Una de las razones de la incompatibilidad entre ambas iniciativas es que el modus operandi de ambos titanes es radicalmente diferente: mientras que a China le importan más los ratones que el color de los gatos, y no condiciona sus inversiones a reformas políticas que cuestionen la legitimidad del poder establecido, Estados Unidos opera mediante memorandos de entendimiento que obligan a los estados firmantes a cambiar sus marcos regulatorios y procesos de licitación, aumentado la transparencia y las buenas prácticas, efectivamente implantando normas estadounidenses en terceros países, lo que a la postre pone palos en las ruedas de los acuerdos con China,  al tiempo que facilita las licitaciones con empresas estadounidenses, que, por definición,  cumplen con las normativas norteamericanas, especialmente después de la promulgación de la “BUILD Act” de 2019, que fomenta las inversiones del sector privado estadounidense en países iberoamericanos,  incentivando de facto la desinversión estadounidense en territorio chino.  

En lo que sí coinciden China y Norteamérica es en priorizar las inversiones en infraestructura relacionada con la industria extractiva, si bien China ha abierto otro frente en el terreno de las telecomunicaciones, donde ostenta una ventaja tecnológica en 5G y redes de alta tensión,  de la que saca partido transfiriendo recursos industriales a través del Fondo China-Comunidad de Estados Latinoamericanos y Caribeños. Algunas estimaciones indican que la región adolece de un déficit de unos 500.000 millones de euros en los sectores en los que norteamericanos y chinos han puesto los ojos. Esto apunta a que se necesitan inversiones en torno al 7% del PIB, y sostenidas durante décadas,  para subvertir estas carencias que lastran el progreso iberoamericano. 

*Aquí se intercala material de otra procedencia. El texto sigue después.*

//! Command responses carried by tank query notifications.
//!
//! Every message of a query response is a device command event:
//!
//! ```text
//! +------------+-------------------+---------------+------------------+
//! | event type | client command id | response type | extended data... |
//! | 0x02       | u16, big-endian   |               |                  |
//! +------------+-------------------+---------------+------------------+
//! ```
//!
//! The high byte of the command identifier is the query identifier the
//! envelope matched on. Responses without [`COMPLETED_FLAG`] carry the
//! response data; the completed response closes the exchange and carries a
//! short summary.

use super::DecodeError;
use crate::{
    byte_order::{read_be_u16, write_be_u16},
    envelope::{QUERY_RESPONSE_MARKER, QueryId},
};

/// Event type of a device command response.
pub const DEVICE_COMMAND_EVENT: u8 = QUERY_RESPONSE_MARKER;
/// Event type, command identifier and response type.
pub const COMMAND_HEADER_LEN: usize = 4;
/// Response type bit set on the last response to a command.
pub const COMPLETED_FLAG: u8 = 0x80;
/// Successful response with more to follow.
pub const SUCCESS_MULTIPLE: u8 = 0x01;
/// Failed response with more to follow.
pub const FAILURE_MULTIPLE: u8 = 0x02;
/// Successful final response.
pub const SUCCESS_COMPLETED: u8 = SUCCESS_MULTIPLE | COMPLETED_FLAG;
/// Failed final response.
pub const FAILURE_COMPLETED: u8 = FAILURE_MULTIPLE | COMPLETED_FLAG;

/// Low byte of the command identifier tank queries are sent under.
pub const QUERY_SEQUENCE: u8 = 0x01;

/// Client command identifier a response to `query_id` carries.
///
/// # Examples
///
/// ```
/// use tanklink::{QueryId, decode::command::query_command_id};
///
/// assert_eq!(query_command_id(QueryId::E0), 0xE001);
/// assert_eq!(query_command_id(QueryId::E9), 0xE901);
/// ```
#[must_use]
pub fn query_command_id(query_id: QueryId) -> u16 {
    read_be_u16([query_id.wire_value(), QUERY_SEQUENCE])
}

/// One decoded device command response.
#[derive(Clone, Copy, Debug, PartialEq, Eq)]
pub struct CommandResponse<'a> {
    /// Identifier the client chose when sending the command.
    pub command_id: u16,
    /// Success or failure, with [`COMPLETED_FLAG`] on the last response.
    pub response_type: u8,
    /// Bytes following the header.
    pub extended_data: &'a [u8],
}

impl<'a> CommandResponse<'a> {
    /// Parse a de-stuffed message with its checksum removed.
    ///
    /// # Errors
    ///
    /// Returns [`DecodeError::TooShort`] for messages under
    /// [`COMMAND_HEADER_LEN`] bytes and [`DecodeError::NotCommandResponse`]
    /// for any other event.
    pub fn parse(message: &'a [u8]) -> Result<Self, DecodeError> {
        let [event_type, id_high, id_low, response_type, extended_data @ ..] = message else {
            return Err(DecodeError::TooShort { len: message.len() });
        };
        if *event_type != DEVICE_COMMAND_EVENT {
            return Err(DecodeError::NotCommandResponse(*event_type));
        }
        Ok(Self {
            command_id: read_be_u16([*id_high, *id_low]),
            response_type: *response_type,
            extended_data,
        })
    }

    /// Whether this response closes the exchange.
    #[must_use]
    pub const fn is_completed(&self) -> bool { self.response_type & COMPLETED_FLAG != 0 }

    /// Whether the gateway reported the command as failed.
    #[must_use]
    pub const fn is_failure(&self) -> bool {
        self.response_type & !COMPLETED_FLAG == FAILURE_MULTIPLE
    }

    /// Query identifier named by the command identifier's high byte.
    #[must_use]
    pub fn query_id(&self) -> Option<QueryId> {
        let [high, _] = write_be_u16(self.command_id);
        QueryId::from_wire(high)
    }

    /// Serialise the response, as the gateway would before stuffing.
    #[must_use]
    pub fn to_bytes(&self) -> Vec<u8> {
        let [high, low] = write_be_u16(self.command_id);
        let mut out = Vec::with_capacity(COMMAND_HEADER_LEN + self.extended_data.len());
        out.extend_from_slice(&[DEVICE_COMMAND_EVENT, high, low, self.response_type]);
        out.extend_from_slice(self.extended_data);
        out
    }
}

#[cfg(test)]
mod tests {
    use rstest::rstest;

    use super::{
        CommandResponse,
        FAILURE_COMPLETED,
        FAILURE_MULTIPLE,
        SUCCESS_COMPLETED,
        SUCCESS_MULTIPLE,
    };
    use crate::{decode::DecodeError, envelope::QueryId};

    #[test]
    fn parses_header_and_extended_data() {
        let message = [0x02, 0xE0, 0x01, 0x81, 0xC8, 0x39, 0x66, 0xBE, 0x12];
        let response = CommandResponse::parse(&message).expect("command response");

        assert_eq!(response.command_id, 0xE001);
        assert_eq!(response.query_id(), Some(QueryId::E0));
        assert!(response.is_completed());
        assert!(!response.is_failure());
        assert_eq!(response.extended_data, &[0xC8, 0x39, 0x66, 0xBE, 0x12]);
        assert_eq!(response.to_bytes(), message);
    }

    #[rstest]
    #[case::success_multiple(SUCCESS_MULTIPLE, false, false)]
    #[case::success_completed(SUCCESS_COMPLETED, true, false)]
    #[case::failure_multiple(FAILURE_MULTIPLE, false, true)]
    #[case::failure_completed(FAILURE_COMPLETED, true, true)]
    fn response_type_flags(#[case] response_type: u8, #[case] completed: bool, #[case] failed: bool) {
        let response = CommandResponse {
            command_id: 0xE301,
            response_type,
            extended_data: &[],
        };
        assert_eq!(response.is_completed(), completed);
        assert_eq!(response.is_failure(), failed);
    }

    #[test]
    fn foreign_command_identifiers_name_no_query() {
        let response = CommandResponse {
            command_id: 0x0001,
            response_type: SUCCESS_MULTIPLE,
            extended_data: &[],
        };
        assert_eq!(response.query_id(), None);
    }

    #[rstest]
    #[case::empty(&[], DecodeError::TooShort { len: 0 })]
    #[case::header_cut(&[0x02, 0xE0, 0x01], DecodeError::TooShort { len: 3 })]
    #[case::other_event(&[0x1B, 0x01, 0x02, 0x30], DecodeError::NotCommandResponse(0x1B))]
    fn rejects_malformed_messages(#[case] message: &[u8], #[case] expected: DecodeError) {
        assert_eq!(CommandResponse::parse(message), Err(expected));
    }
}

Dada la transversalidad y el peso de los intereses en juego, es harto implausible que la nueva administración de Joe Biden altere sustancialmente el rumbo del intervencionismo subrepticio  que late bajo la superficie del plan “América Crece”, tanto como que China desista de sus esfuerzos por invertir en la creación de nuevos mercados para sus productos en Iberoamérica. Así, es de esperar que las fricciones entre ambos gigantes repercutan en las políticas nacionales de la región.  

Uno de los países cuya situación a medio plazo puede servirnos como termómetro del estado de la geopolítica iberoamericana es Chile,  sumido como está en un proceso de reforma constitucional, uno de cuyos objetivos es la modificación de los derechos de explotación de los recursos naturales, muy especialmente los hídricos, elemento estratégico para la industria extractiva, principal  beneficiaria de la liberalización impulsada por Pinochet,  de la que emergió un ecosistema económico en el que la que política y negocios se solapan con frecuencia.  

China pugna por hacerse un sitio en la economía chilena, un mercado cuyos principales inversionistas son España, EEUU y Canadá. En fechas recientes, China adquirió el 24 % de la chilena Sociedad Química y Minera, y el 27 % de la distribuidora de energía Transelec. Paradójicamente, estas inversiones han sido posibles porque China se ha beneficiado de la laxitud normativa que ha favorecido históricamente a las empresas norteamericanas en Chile, por lo que,  a priori,  no tiene incentivos para dar apoyo a una nueva constitución que restrinja su capacidad de inversión y limite el impacto medioambiental de los negocios que controla.  

Por el contrario, a Estados Unidos le interesa precisamente lo contrario, tal y como se infiere del texto del memorándum de entendimiento suscrito entre “América Crece” y las autoridades chilenas, redactado para eludir el escrutinio parlamentario.  Está previsto que Chile celebre un referéndum para la ratificación de la nueva constitución a mediados de 2022. Cuanto ocurra en el país andino durante este ínterin,  será un buen indicador de cómo evoluciona este inédito duelo de titanes en el “patio trasero” de los Estados Unidos de América.